L'erreur : supposer qu'une fuite chez un fabricant n'a rien exposé de significatif
Plusieurs fuites de fabricants de portefeuilles matériels en 2026 impliquaient des données provenant d'un prestataire tiers de traitement des commandes ou des paiements plutôt que des propres systèmes centraux de l'entreprise de portefeuilles, exposant les noms, adresses, numéros de téléphone et détails de commande des clients, mais pas de données financières ni de phrases de récupération directement. Cette distinction compte techniquement, mais elle ne rend pas la fuite inoffensive pour autant. Les données de livraison exposées sont précisément ce dont on a besoin pour mener une campagne de phishing convaincante et ciblée contre de vrais clients, comme l'a directement démontré l'arnaque de la lettre à QR code.

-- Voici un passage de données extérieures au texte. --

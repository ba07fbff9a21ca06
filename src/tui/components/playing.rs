//! # Playing View
//!
//! Progress gauge, the current card, and the judge controls. While a
//! judgment's feedback pause is running the feedback popup sits on top.

use ratatui::Frame;
use ratatui::layout::{Alignment, Constraint, Flex, Layout, Rect};
use ratatui::style::{Color, Modifier, Style};
use ratatui::text::{Line, Span};
use ratatui::widgets::{Gauge, Paragraph};

use crate::core::card::VocabularyCard;
use crate::core::session::Feedback;
use crate::tui::component::Component;
use crate::tui::components::feedback::FeedbackOverlay;
use crate::tui::components::flashcard::FlashcardView;

pub struct PlayingView<'a> {
    pub card: &'a VocabularyCard,
    pub cursor: usize,
    pub total: usize,
    /// Fraction of the deck already behind the cursor.
    pub progress: f64,
    pub is_flipped: bool,
    pub feedback: Option<(Feedback, &'a str)>,
}

impl PlayingView<'_> {
    fn controls_line(&self) -> Line<'static> {
        if self.feedback.is_some() {
            return Line::default();
        }
        if self.is_flipped {
            Line::from(vec![
                Span::styled(
                    "← Still Learning",
                    Style::default()
                        .fg(Color::Yellow)
                        .add_modifier(Modifier::BOLD),
                ),
                Span::raw("     "),
                Span::styled(
                    "I Know It! →",
                    Style::default()
                        .fg(Color::Green)
                        .add_modifier(Modifier::BOLD),
                ),
            ])
        } else {
            Line::from(Span::styled(
                "Tap space to reveal",
                Style::default().fg(Color::DarkGray),
            ))
        }
    }
}

impl Component for PlayingView<'_> {
    fn render(&mut self, frame: &mut Frame, area: Rect) {
        let width = area.width.min(56);
        let [column] = Layout::horizontal([Constraint::Length(width)])
            .flex(Flex::Center)
            .areas(area);
        let [gauge_area, _, card_area, _, controls_area] = Layout::vertical([
            Constraint::Length(1),
            Constraint::Length(1),
            Constraint::Max(16),
            Constraint::Length(1),
            Constraint::Length(1),
        ])
        .flex(Flex::Center)
        .areas(column);

        let gauge = Gauge::default()
            .gauge_style(Style::default().fg(Color::Magenta).bg(Color::Black))
            .ratio(self.progress.clamp(0.0, 1.0))
            .label(format!("{}/{}", self.cursor + 1, self.total));
        frame.render_widget(gauge, gauge_area);

        FlashcardView {
            card: self.card,
            is_flipped: self.is_flipped,
        }
        .render(frame, card_area);

        frame.render_widget(
            Paragraph::new(self.controls_line()).alignment(Alignment::Center),
            controls_area,
        );

        if let Some((feedback, message)) = self.feedback {
            FeedbackOverlay { feedback, message }.render(frame, card_area);
        }
    }
}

L'erreur : écrire une phrase de récupération dans un endroit facile à trouver
Un portefeuille matériel réduit considérablement le risque à distance et en ligne, mais il ne protège en rien une phrase de récupération écrite et conservée quelque part où un intrus, un invité, ou un prestataire pourrait tomber dessus, que ce soit un tiroir, un coffre-fort dont la combinaison est connue, ou un dossier de documents. La hausse des cas documentés de coercition physique ciblant des détenteurs de cryptomonnaies connus a rendu ce risque de plus en plus pertinent, pas seulement théorique. Une phrase facile à retrouver rapidement par le propriétaire en cas d'urgence est, par la même logique, tout aussi facile à trouver par quiconque accède au même espace.
Mesures concrètes pour combler ces lacunes précises
- N'acheter des portefeuilles matériels que directement auprès du fabricant ou d'un revendeur agréé vérifié, jamais depuis une annonce sur une place de marché tierce, et générer la phrase de récupération fraîchement sur l'appareil lors de la configuration, en écartant toute phrase arrivant préimprimée.
- Vérifier, plutôt que supposer, si une configuration de portefeuille précise est véritablement isolée de tout réseau ou est en fait connectée à un téléphone ou un ordinateur lors d'un usage normal.
- Traiter par défaut comme frauduleuse toute lettre, e-mail, appel ou QR code demandant une phrase de récupération, quelle que soit l'apparence officielle de l'emballage ou du message.
- Conserver une phrase de récupération écrite dans un endroit réellement inaccessible aux invités, prestataires, ou à un intrus opportuniste, et envisager de la répartir sur des emplacements sécurisés distincts pour des avoirs plus importants.
- Utiliser une fonctionnalité de portefeuille caché protégé par une phrase secrète lorsque l'appareil la prend en charge, ce qui ajoute une protection significative même si la phrase de récupération de base venait à être exposée.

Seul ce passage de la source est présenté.